Em seu livro Fenomenologia da Percepção, Merleau-Ponty (1996) nos traz que o Mundo Vivido é o conceito natural de mundo, o mundo da vida, o mundo que vivemos. Relata que tudo que sabemos do mundo é por uma visão nossa, que faz com que tenhamos uma compreensão de nós mesmos, a partir de nossas experiências.

O mundo da vida – Lebenswelt - é o mundo no qual vivemos, do dia-a-dia, do cotidiano, ele é irreal, como o experenciamos. Geralmente é pensado como mero fenômeno subjetivo. Sokolowski (2010, p. 159) explica que...

[...] se podemos viver no mundo-da-vida, e esse mundo básico tem suas formas próprias de verdade e pela verificação que não são deslocadas, mas apenas complementadas pela verdade e pela verificação introduzidas pela ciência moderna.

As ciências modernas são derivadas do mundo vivido e das coisas nele. Essas experiências são medidas pelas significações que traduzidas em linguagem podem dizer algo significativo para nós. Merleau-Ponty (1996) relata que é a experiência que leva á expressão e pode levar ao sentido. Sendo assim, o autor pontua que o mundo é aquilo que percebemos pela experiência, com isso, não é o que penso e sim o que vivo, como me comunico com ele e as interpretações que faço disso.

As experiências trazem uma sensação que é transformada em linguagem, sendo essa a primeira forma de linguagem, pois é a primeira maneira com que sou afetado por algo e traz significado para mim, se traz significado pode ser traduzido em um sentido. Este sentido faz com que retornemos ás próprias experiências e as ressignifiquemos dando um novo sentido e significado (MERLEAU-PONTY, 1996).

Um objeto do mundo, com o qual vivo e tenho experiências é o corpo, por ele adquiro consciência, me descubro e percebo este mundo. Com esse movimento de se descobrir, se expressar e se ressignificar, em que ele se traduz como um mecanismo de linguagem e possuidor de múltiplas formas de usá-las. A língua falada...

[...] gestos intencionais e a linguagem corporal imponderável são todos mais do que apenas movimentos corporais; sinalizam atos intencionais, e também expressam um conteúdo de pensamento. Expressam para nós como o mundo e as coisas nele parecem ser para alguém que está naquele corpo. (SOKOLOWSKI, 2010, p. 165)

não sendo analisado de forma fragmentada, e sim como um corpo sujeito, sem a separação de corpo e mente ou corpo e alma.
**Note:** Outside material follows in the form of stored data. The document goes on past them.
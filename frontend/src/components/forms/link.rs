//! Journalist's proof-of-publication form, for new and already submitted
//! links.

use chrono::NaiveDate;
use common::model::published_link::{NewPublishedLink, PublishedLink};
use yew::prelude::*;

use super::{form_buttons, input_field, on_submit, select_field, text_field};
use crate::app::{app_context, AppContext};
use crate::components::format::today;
use crate::components::toast::{toast_api_error, toast_error, toast_success};
use crate::http::{api, ApiError};

const DATE_FORMAT: &str = "%Y-%m-%d";

pub enum Msg {
    PressRelease(String),
    Url(String),
    Title(String),
    Date(String),
    Submit,
    Saved(Result<PublishedLink, ApiError>),
}

#[derive(Properties, PartialEq)]
pub struct LinkFormProps {
    /// `(id, title)` of the press releases the journalist received.
    pub releases: Vec<(String, String)>,
    /// Press release picked beforehand, e.g. from the "submit link" shortcut.
    #[prop_or_default]
    pub preset: Option<String>,
    /// Submitted link being corrected.
    #[prop_or_default]
    pub editing: Option<PublishedLink>,
    pub on_saved: Callback<PublishedLink>,
    pub on_cancel: Callback<()>,
}

pub struct LinkForm {
    context: AppContext,
    link: NewPublishedLink,
    processing: bool,
}

impl Component for LinkForm {
    type Message = Msg;
    type Properties = LinkFormProps;

    fn create(ctx: &Context<Self>) -> Self {
        let preset = ctx.props().preset.clone().unwrap_or_default();
        let link = match (&ctx.props().editing, today()) {
            (Some(editing), _) => NewPublishedLink::from(editing),
            (None, Some(date)) => NewPublishedLink::for_release(preset, date),
            (None, None) => NewPublishedLink {
                press_release: preset,
                ..Default::default()
            },
        };
        Self {
            context: app_context(ctx),
            link,
            processing: false,
        }
    }

    fn update(&mut self, ctx: &Context<Self>, msg: Self::Message) -> bool {
        match msg {
            Msg::PressRelease(id) => self.link.press_release = id,
            Msg::Url(url) => self.link.url = url,
            Msg::Title(title) => self.link.title = title,
            Msg::Date(value) => self.link.publication_date = parse_date(&value),
            Msg::Submit => {
                if self.processing {
                    return false;
                }
                if let Err(error) = self.link.validate() {
                    toast_error(&error.to_string());
                    return false;
                }
                self.processing = true;
                let client = self.context.client.clone();
                let link = self.link.clone();
                let editing = ctx.props().editing.as_ref().map(|editing| editing.id.clone());
                ctx.link().send_future(async move {
                    let result = match editing {
                        Some(id) => api::update_published_link(&client, &id, &link).await,
                        None => api::create_published_link(&client, &link).await,
                    };
                    Msg::Saved(result)
                });
            }
            Msg::Saved(result) => {
                self.processing = false;
                match result {
                    Ok(link) => {
                        toast_success(if ctx.props().editing.is_some() { "Link updated" } else { "Link submitted for review" });
                        ctx.props().on_saved.emit(link);
                    }
                    Err(error) => toast_api_error("Failed to submit link", &error),
                }
            }
        }
        true
    }

    fn view(&self, ctx: &Context<Self>) -> Html {
        let link = ctx.link();
        let date = self
            .link
            .publication_date
            .map(|date| date.format(DATE_FORMAT).to_string())
            .unwrap_or_default();
        html! {
            <form class="form-grid" onsubmit={on_submit(link, || Msg::Submit)}>
                { select_field("Press release", &self.link.press_release, Some("Select a press release"), &ctx.props().releases, link.callback(Msg::PressRelease)) }
                { input_field("URL", "url", &self.link.url, true, link.callback(Msg::Url)) }
                { text_field("Article title", &self.link.title, false, link.callback(Msg::Title)) }
                { input_field("Publication date", "date", &date, false, link.callback(Msg::Date)) }
                { form_buttons(if ctx.props().editing.is_some() { "Save link" } else { "Submit link" }, self.processing, false, ctx.props().on_cancel.clone()) }
            </form>
        }
    }
}

/// Value of an `<input type="date">`; blank or malformed means no date.
pub fn parse_date(value: &str) -> Option<NaiveDate> {
    NaiveDate::parse_from_str(value.trim(), DATE_FORMAT).ok()
}

#[cfg(test)]
mod tests {
    use super::*;

    #[test]
    fn reads_date_inputs() {
        assert_eq!(parse_date("2025-02-14"), NaiveDate::from_ymd_opt(2025, 2, 14));
        assert_eq!(parse_date(""), None);
        assert_eq!(parse_date("14/02/2025"), None);
    }
}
Passa a ser entendido como relacional em que há relações de sentido e significado, dependendo da intencionalidade do homem na sua relação com o mundo pelo seu agir.

O corpo e o mundo se comunicam através das experiências, elas são implicações que se movimentam em direção ao mundo. Ele nos sintoniza com este mundo ao expressar as significações das nossas experiências originais, a experiência própria do ser, sendo criativa, um diálogo, uma linguagem. Isso transforma a linguagem em um autoconhecimento do ser, das suas relações consigo mesmo e com o outro.

O movimento vivido dá a percepção e se explicita através da linguagem e da percepção exterior, sendo a maneira como nos reencontramos, é um Eu natural. Merleau-Ponty (1996) expõe que não há nenhuma diferença entre pensar e perceber. Isto é, dar um sentido as experiências, é conhecimento após a reflexão.